The Attempt at a Solution

2^{3x} = 7^{x+1}

I'm not entirely sure how to proceed from here. I'm assuming that the following is the right step towards the solution...

(log2)(3x) = log(7)(x+1)

...but I'm not entirely sure.

Any suggestions?

Thanks,

 

[Dick]

Homework Statement

2^{3x} = 7^{x+1}

Homework Equations

N/A

The Attempt at a Solution

2^{3x} = 7^{x+1}

I'm not entirely sure how to proceed from here. I'm assuming that the following is the right step towards the solution...

(log2)(3x) = log(7)(x+1)

...but I'm not entirely sure.

Any suggestions?

Thanks,

You are doing just fine.

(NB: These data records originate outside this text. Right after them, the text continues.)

use std::collections::hash_map::DefaultHasher;
use std::collections::HashSet;
use std::hash::{Hash, Hasher};
use std::sync::Mutex;
use std::time::{Duration, Instant};

use anyhow::{Context, Result};
use prost::Message;

/// The default window after which a `RedundantErrorFilter` forgets what it has seen.
pub const DEFAULT_REDUNDANT_ERROR_WINDOW: Duration = Duration::from_secs(60);

/// Encode the given model into a bytes vec.
pub fn encode_model<M: Message>(model: &M) -> Result<Vec<u8>> {
    let mut buf = Vec::with_capacity(model.encoded_len());
    model.encode(&mut buf).context("error serializing data model")?;
    Ok(buf)
}

/// Decode an object from the given buffer.
pub fn decode_model<M: Message + Default>(data: &[u8]) -> Result<M> {
    M::decode(data).context("error decoding data model")
}

/// The current wall clock time as milliseconds since the unix epoch.
pub fn now_millis() -> i64 {
    (time::OffsetDateTime::now_utc().unix_timestamp_nanos() / 1_000_000) as i64
}

/// A filter used to log each distinct error message only once per window.
pub struct RedundantErrorFilter {
    window: Duration,
    state: Mutex<FilterState>,
}

struct FilterState {
    window_start: Instant,
    seen: HashSet<u64>,
}

impl RedundantErrorFilter {
    /// Create a new instance which forgets all seen messages every `window`.
    pub fn new(window: Duration) -> Self {
        Self {
            window,
            state: Mutex::new(FilterState {
                window_start: Instant::now(),
                seen: HashSet::new(),
            }),
        }
    }

    /// Check if the given message has already been seen in the current window, recording it
    /// if not.
    pub fn is_redundant(&self, message: &str) -> bool {
        let mut hasher = DefaultHasher::new();
        message.hash(&mut hasher);
        let hash = hasher.finish();

        let mut state = match self.state.lock() {
            Ok(state) => state,
            Err(poisoned) => poisoned.into_inner(),
        };
        if state.window_start.elapsed() >= self.window {
            state.window_start = Instant::now();
            state.seen.clear();
        }
        !state.seen.insert(hash)
    }
}

impl Default for RedundantErrorFilter {
    fn default() -> Self {
        Self::new(DEFAULT_REDUNDANT_ERROR_WINDOW)
    }
}
//! Wire protocol between the supervising process and the ingestion worker.
//!
//! All payloads are protobuf encoded and carried as HTTP POST bodies, the path's first
//! segment selecting the action.

///////////////////////////////////////////////////////////////////////////////
// Actions ////////////////////////////////////////////////////////////////////

/// The top-level action selected by the request path.
#[derive(Clone, Copy, Debug, PartialEq, Eq, Hash)]
pub enum IngestionAction {
    Init,
    Command,
    Metric,
    Heartbeat,
    UpdateMetadata,
    ShutdownComponent,
    /// Served by the supervising process, which receives reports from the worker.
    Report,
}

impl IngestionAction {
    /// Resolve an action from its path segment, ignoring case.
    pub fn from_path_segment(segment: &str) -> Option<Self> {
        match segment.to_ascii_lowercase().as_str() {
            "init" => Some(Self::Init),
            "command" => Some(Self::Command),
            "metric" => Some(Self::Metric),
            "heartbeat" => Some(Self::Heartbeat),
            "update_metadata" => Some(Self::UpdateMetadata),
            "shutdown_component" => Some(Self::ShutdownComponent),
            "report" => Some(Self::Report),
            _ => None,
        }
    }

    /// The path segment of this action.
    pub fn path_segment(&self) -> &'static str {
        match self {
            Self::Init => "init",
            Self::Command => "command",
            Self::Metric => "metric",
            Self::Heartbeat => "heartbeat",
            Self::UpdateMetadata => "update_metadata",
            Self::ShutdownComponent => "shutdown_component",
            Self::Report => "report",
        }
    }
}

///////////////////////////////////////////////////////////////////////////////
// Init ///////////////////////////////////////////////////////////////////////

/// The payload of the INIT action.
#[derive(Clone, PartialEq, ::prost::Message)]
pub struct InitializationConfig {
    /// All configs of the supervising process which the worker should run with.
    #[prost(map = "string, string", tag = "1")]
    pub aggregated_configs: ::std::collections::HashMap<::prost::alloc::string::String, ::prost::alloc::string::String>,
}

///////////////////////////////////////////////////////////////////////////////
// Command ////////////////////////////////////////////////////////////////////

/// A command to be executed against a resource partition.
#[derive(Clone, PartialEq, ::prost::Message)]
pub struct IngestionTaskCommand {
    #[prost(enumeration = "IngestionCommandType", tag = "1")]
    pub command_type: i32,
    /// The resource name, formatted as `{store}_v{version}`.
    #[prost(string, tag = "2")]
    pub topic_name: ::prost::alloc::string::String,
    #[prost(int32, tag = "3")]
    pub partition_id: i32,
    #[prost(bytes = "vec", tag = "4")]
    pub payload: ::prost::alloc::vec::Vec<u8>,
}

/// The type of an ingestion command.
#[derive(Clone, Copy, Debug, PartialEq, Eq, Hash, PartialOrd, Ord, ::prost::Enumeration)]
#[repr(i32)]
pub enum IngestionCommandType {
    StartConsumption = 0,
    StopConsumption = 1,
    KillConsumption = 2,
    ResetConsumption = 3,
    IsPartitionConsuming = 4,
    RemoveStorageEngine = 5,
    RemovePartition = 6,
    OpenStorageEngine = 7,
    PromoteToLeader = 8,
    DemoteToStandby = 9,
}

///////////////////////////////////////////////////////////////////////////////
// Report /////////////////////////////////////////////////////////////////////

/// A report sent back to the supervising process, either as a command response or as an
/// asynchronous lifecycle event.
#[derive(Clone, PartialEq, ::prost::Message)]
pub struct IngestionTaskReport {
    #[prost(enumeration = "IngestionReportType", tag = "1")]
    pub report_type: i32,
    #[prost(bool, tag = "2")]
    pub is_positive: bool,
    /// A human readable message; negative reports carry `<causeKind>_<detail>`.
    #[prost(string, tag = "3")]
    pub message: ::prost::alloc::string::String,
    #[prost(string, tag = "4")]
    pub topic_name: ::prost::alloc::string::String,
    #[prost(int32, tag = "5")]
    pub partition_id: i32,
    #[prost(int64, tag = "6")]
    pub offset: i64,
}

impl IngestionTaskReport {
    /// A positive report for the given resource partition.
    pub fn positive(topic_name: impl Into<String>, partition_id: i32) -> Self {
        Self {
            is_positive: true,
            topic_name: topic_name.into(),
            partition_id,
            ..Default::default()
        }
    }
}

/// The type of a report.
#[derive(Clone, Copy, Debug, PartialEq, Eq, Hash, PartialOrd, Ord, ::prost::Enumeration)]
#[repr(i32)]
pub enum IngestionReportType {
    Completed = 0,
    Error = 1,
    Started = 2,
    Restarted = 3,
    Progress = 4,
    EndOfPushReceived = 5,
    StartOfBufferReplayReceived = 6,
    StartOfIncrementalPushReceived = 7,
    EndOfIncrementalPushReceived = 8,
    TopicSwitchReceived = 9,
}

///////////////////////////////////////////////////////////////////////////////
// Metrics ////////////////////////////////////////////////////////////////////

/// The response of the METRIC action.
#[derive(Clone, PartialEq, ::prost::Message)]
pub struct IngestionMetricsReport {
    #[prost(map = "string, double", tag = "1")]
    pub aggregated_metrics: ::std::collections::HashMap<::prost::alloc::string::String, f64>,
}

///////////////////////////////////////////////////////////////////////////////
// Update Metadata ////////////////////////////////////////////////////////////

/// The payload of the UPDATE_METADATA action.
#[derive(Clone, PartialEq, ::prost::Message)]
pub struct IngestionStorageMetadata {
    #[prost(enumeration = "IngestionMetadataUpdateType", tag = "1")]
    pub metadata_update_type: i32,
    #[prost(string, tag = "2")]
    pub topic_name: ::prost::alloc::string::String,
    #[prost(int32, tag = "3")]
    pub partition_id: i32,
    /// An opaque, already serialized offset record or store version state.
    #[prost(bytes = "vec", tag = "4")]
    pub payload: ::prost::alloc::vec::Vec<u8>,
}

/// The type of a storage metadata update.
#[derive(Clone, Copy, Debug, PartialEq, Eq, Hash, PartialOrd, Ord, ::prost::Enumeration)]
#[repr(i32)]
pub enum IngestionMetadataUpdateType {
    PutOffsetRecord = 0,
    ClearOffsetRecord = 1,
    PutStoreVersionState = 2,
    ClearStoreVersionState = 3,
}

///////////////////////////////////////////////////////////////////////////////
// Shutdown Component /////////////////////////////////////////////////////////

/// The payload of the SHUTDOWN_COMPONENT action.
#[derive(Clone, PartialEq, ::prost::Message)]
pub struct ProcessShutdownCommand {
    #[prost(enumeration = "IngestionComponentType", tag = "1")]
    pub component_type: i32,
}

/// A worker component which may be shutdown individually.
#[derive(Clone, Copy, Debug, PartialEq, Eq, Hash, PartialOrd, Ord, ::prost::Enumeration)]
#[repr(i32)]
pub enum IngestionComponentType {
    ConsumptionService = 0,
    StorageService = 1,
}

Now solve for x.

 

[AbsoluteZer0]

I've arrived at

\frac{3x}{x+1} = \frac{log7}{log2}

I'm not sure how to progress.
What should I do next?

Thanks,

 

[Dick]

I've arrived at

\frac{3x}{x+1} = \frac{log7}{log2}

I'm not sure how to progress.
What should I do next?

Thanks,

You are kind of going the wrong way. You've got log(2)*3x=log(7)(x+1)=log(7)x+log(7). Move all the terms involving x to one side and solve for x. log(2) and log(7) are just numbers.